**Task details**:
Exactly as written, restate the material below from its first line through the line containing "pub fn get_mtu(&self)", and stop there.
- - - -
impl<R, W, M, const N: usize> AttConnection<R, W, M, N>
where
    R: Read,
    W: Write<Error = R::Error>,
    M: RawMutex,
{
    /// Creates a new multiplexer over an already-connected L2CAP fixed channel.
    pub fn new(reader: R, writer: W) -> Self {
        Self {
            reader: AsyncMutex::new(reader),
            writer: AsyncMutex::new(writer),
            request_slot: AsyncMutex::new(()),
            queued_requests: BlockingMutex::new(Cell::new(0)),
            pending: BlockingMutex::new(Cell::new(None)),
            response_channel: Channel::new(),
            mtu: BlockingMutex::new(Cell::new(MtuState { negotiated: config::ATT_DEFAULT_MTU, exchanged: false })),
            server_events: Channel::new(),
            failed: BlockingMutex::new(Cell::new(false)),
        }
    }

    /// The current negotiated MTU. Read fresh on every size-dependent decision (§4.B); never
    /// cached by a caller across suspension points.
    pub fn get_mtu(&self) -> u16 {
        self.mtu.lock(|c| c.get().negotiated)
    }

    fn mark_failed(&self) {
        self.failed.lock(|c| c.set(true));
    }

    fn is_failed(&self) -> bool {
        self.failed.lock(|c| c.get())
    }

    async fn write_framed(&self, payload: &[u8]) -> Result<(), BleHostError<W::Error>> {
        let mut header_buf = [0u8; L2capHeader::SIZE];
        L2capHeader { length: payload.len() as u16, channel: ATT_CID }.encode(&mut header_buf);

        let mut writer = self.writer.lock().await;
        writer.write_all(&header_buf).await.map_err(BleHostError::Transport)?;
        writer.write_all(payload).await.map_err(BleHostError::Transport)?;
        Ok(())
    }

    /// Sends a request and awaits its matching response, per the single-in-flight
    /// discipline (§4.B). Not for `ATT_WRITE_CMD` or `ATT_HANDLE_VALUE_CONFIRMATION` — use
    /// [`AttConnection::send_command`] for those.
    pub async fn send_request_and_await_response(
        &self,
        req: AttReq<'_>,
    ) -> Result<OwnedPdu<N>, BleHostError<W::Error>> {
        assert!(!req.is_command(), "commands must go through send_command");
        let expected_response_opcode = req
            .expected_response_opcode()
            .expect("non-command requests always expect a response");

        if self.is_failed() {
            return Err(Error::InvalidResponse.into());
        }

        let admission = QueuedRequestSlot::acquire(&self.queued_requests).map_err(BleHostError::from)?;

        // Hold the depth-1 slot for the entire round trip: this is what makes discovery
        // walks and long-value rounds atomic with respect to other callers (§5).
        let _permit = self.request_slot.lock().await;
        drop(admission);

        let mut buf = [0u8; N];
        let encoded_len = req.encode(&mut buf).map_err(BleHostError::from)?;

        // Register the pending-request record *before* writing the bytes, so a response
        // that arrives immediately after the write cannot race ahead of the reader loop's
        // knowledge of what it is waiting for (§9, resolved open question).
        self.pending.lock(|c| {
            c.set(Some(PendingRequest { request_opcode: req.opcode(), expected_response_opcode }))
        });

        if let Err(e) = self.write_framed(&buf[..encoded_len]).await {
            self.pending.lock(|c| c.set(None));
            self.mark_failed();
            return Err(e);
        }

        let result = with_timeout(Duration::from_secs(config::ATT_RESPONSE_TIMEOUT_SECS), self.response_channel.receive())
            .await
            .map_err(|_| {
                self.mark_failed();
                BleHostError::Protocol(Error::InvalidResponse)
            })?;

        result.map_err(BleHostError::from)
    }

    /// Sends an `ATT_WRITE_CMD` or `ATT_HANDLE_VALUE_CONFIRMATION`: bypasses the in-flight
    /// slot entirely (§4.B), but still serializes its bytes against any other writer via
    /// the writer-side lock.
    pub async fn send_command(&self, cmd: AttReq<'_>) -> Result<(), BleHostError<W::Error>> {
        let mut buf = [0u8; N];
        let encoded_len = cmd.encode(&mut buf).map_err(BleHostError::from)?;
        self.write_framed(&buf[..encoded_len]).await
    }

    /// Negotiates the MTU once. A no-op returning the already-negotiated value if an
    /// exchange already completed (§3, "MTU state" is monotonic).
    pub async fn exchange_mtu(&self, preferred: u16) -> Result<u16, BleHostError<W::Error>> {
        if self.mtu.lock(|c| c.get().exchanged) {
            return Ok(self.get_mtu());
        }

        let pdu = self.send_request_and_await_response(AttReq::ExchangeMtu { mtu: preferred }).await?;
        match pdu.as_response().map_err(BleHostError::from)? {
            AttRsp::ExchangeMtu { mtu: server_mtu } => {
                let negotiated = preferred.min(server_mtu).max(config::ATT_DEFAULT_MTU);
                self.mtu.lock(|c| c.set(MtuState { negotiated, exchanged: true }));
                Ok(negotiated)
            }
            AttRsp::Error { code, .. } => Err(BleHostError::Protocol(Error::Att(code))),
            _ => Err(BleHostError::Protocol(Error::InvalidResponse)),
        }
    }

    /// Receives the next server-initiated notification or indication. Indications have
    /// already been confirmed on the wire by the time this returns (§4.B, §4.F, invariant
    /// 5 of §8).
    pub async fn next_server_event(&self) -> ServerEvent<N> {
        self.server_events.receive().await
    }

    /// Drives the reader half: parses inbound L2CAP-framed PDUs and dispatches them. Must
    /// be polled continuously for the connection to make progress; typically spawned as a
    /// background task alongside the GATT façade.
    pub async fn run(&self) -> Result<(), BleHostError<R::Error>> {
        loop {
            if let Err(e) = self.run_once().await {
                self.mark_failed();
                self.drain_pending_with_failure();
                return Err(e);
            }
        }
    }

    fn drain_pending_with_failure(&self) {
        if self.pending.lock(|c| c.take()).is_some() {
            // Best effort: if a caller is awaiting response_channel, unblock it with a
            // transport failure rather than hanging forever. The channel has depth 1, so a
            // non-blocking try_send is correct here; if it's already full the awaiting
            // caller will observe the timeout path instead.
            let _ = self.response_channel.try_send(Err(Error::InvalidResponse));
        }
    }

    async fn run_once(&self) -> Result<(), BleHostError<R::Error>> {
        let mut header_buf = [0u8; L2capHeader::SIZE];
        {
            let mut reader = self.reader.lock().await;
            reader.read_exact(&mut header_buf).await.map_err(read_exact_err)?;
        }
        let header = L2capHeader::decode(&header_buf);
        if header.channel != ATT_CID {
            // Traffic for some other fixed channel reached this connection; out of scope
            // (§1) for anything but ATT, so it is dropped rather than routed.
            let mut scratch = [0u8; 64];
            let mut remaining = header.length as usize;
            let mut reader = self.reader.lock().await;
            while remaining > 0 {
                let n = remaining.min(scratch.len());
                reader.read_exact(&mut scratch[..n]).await.map_err(read_exact_err)?;
                remaining -= n;
            }
            return Ok(());
        }

        let mut pdu_buf = [0u8; N];
        let len = header.length as usize;
        if len > pdu_buf.len() {
            return Err(BleHostError::Protocol(Error::InvalidPdu));
        }
        {
            let mut reader = self.reader.lock().await;
            reader.read_exact(&mut pdu_buf[..len]).await.map_err(read_exact_err)?;
        }
        let pdu = &pdu_buf[..len];

        if let Some(server_pdu) = ServerInitiatedPdu::decode(pdu) {
            self.handle_server_initiated(server_pdu).await?;
            return Ok(());
        }

        self.handle_response(pdu).await;
        Ok(())
    }

    async fn handle_server_initiated(
        &self,
        decoded: Result<ServerInitiatedPdu<'_>, Error>,
    ) -> Result<(), BleHostError<R::Error>> {
        match decoded {
            Ok(ServerInitiatedPdu::Notification { handle, data }) => {
                if let Ok(owned) = Vec::from_slice(data) {
                    let _ = self.server_events.try_send(ServerEvent::Notification { handle, data: owned });
                }
            }
            Ok(ServerInitiatedPdu::Indication { handle, data }) => {
                let owned = Vec::from_slice(data).ok();
                // The confirmation MUST be sent before this handler returns, regardless of
                // whether a subscriber exists or the event queue has room (§4.B, §8 #5).
                self.send_command(AttReq::HandleValueConfirmation).await?;
                if let Some(owned) = owned {
                    let _ = self.server_events.try_send(ServerEvent::Indication { handle, data: owned });
                }
            }
            Err(_) => {
                // Malformed server-initiated PDU: not fatal to the link on its own, but we
                // cannot act on it.
            }
        }
        Ok(())
    }

    async fn handle_response(&self, pdu: &[u8]) {
        let opcode = pdu[0];
        let pending = self.pending.lock(|c| c.get());

        let Some(pending) = pending else {
            // No request is in flight: an unsolicited response/error is a protocol
            // violation under ATT's strict request/response discipline.
            let _ = self.response_channel.try_send(Err(Error::InvalidResponse));
            return;
        };

        let matches_response = opcode == pending.expected_response_opcode;
        let matches_error = opcode == att::ERROR_RESPONSE
            && AttRsp::decode(pdu).ok().and_then(|rsp| match rsp {
                AttRsp::Error { request_opcode, .. } => Some(request_opcode == pending.request_opcode),
                _ => None,
            }) == Some(true);

        if !matches_response && !matches_error {
            self.pending.lock(|c| c.set(None));
            self.mark_failed();
            let _ = self.response_channel.try_send(Err(Error::InvalidResponse));
            return;
        }

        self.pending.lock(|c| c.set(None));
        let result: Result<OwnedPdu<N>, Error> = OwnedPdu::from_slice(pdu);
        let _ = self.response_channel.try_send(result);
    }
}

fn read_exact_err<E>(e: embedded_io_async::ReadExactError<E>) -> BleHostError<E> {
    match e {
        embedded_io_async::ReadExactError::UnexpectedEof => BleHostError::Protocol(Error::InvalidPdu),
        embedded_io_async::ReadExactError::Other(e) => BleHostError::Transport(e),
    }
}

/// The error code carried by an `AttErrorCode` that corresponds to an attribute-not-found
/// condition: recovered locally by discovery walks (§7).
pub fn is_attribute_not_found(code: AttErrorCode) -> bool {
    matches!(code, AttErrorCode::AttributeNotFound)
}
- - - -
**Answer for the task**:
impl<R, W, M, const N: usize> AttConnection<R, W, M, N>
where
    R: Read,
    W: Write<Error = R::Error>,
    M: RawMutex,
{
    /// Creates a new multiplexer over an already-connected L2CAP fixed channel.
    pub fn new(reader: R, writer: W) -> Self {
        Self {
            reader: AsyncMutex::new(reader),
            writer: AsyncMutex::new(writer),
            request_slot: AsyncMutex::new(()),
            queued_requests: BlockingMutex::new(Cell::new(0)),
            pending: BlockingMutex::new(Cell::new(None)),
            response_channel: Channel::new(),
            mtu: BlockingMutex::new(Cell::new(MtuState { negotiated: config::ATT_DEFAULT_MTU, exchanged: false })),
            server_events: Channel::new(),
            failed: BlockingMutex::new(Cell::new(false)),
        }
    }

    /// The current negotiated MTU. Read fresh on every size-dependent decision (§4.B); never
    /// cached by a caller across suspension points.
    pub fn get_mtu(&self) -> u16 {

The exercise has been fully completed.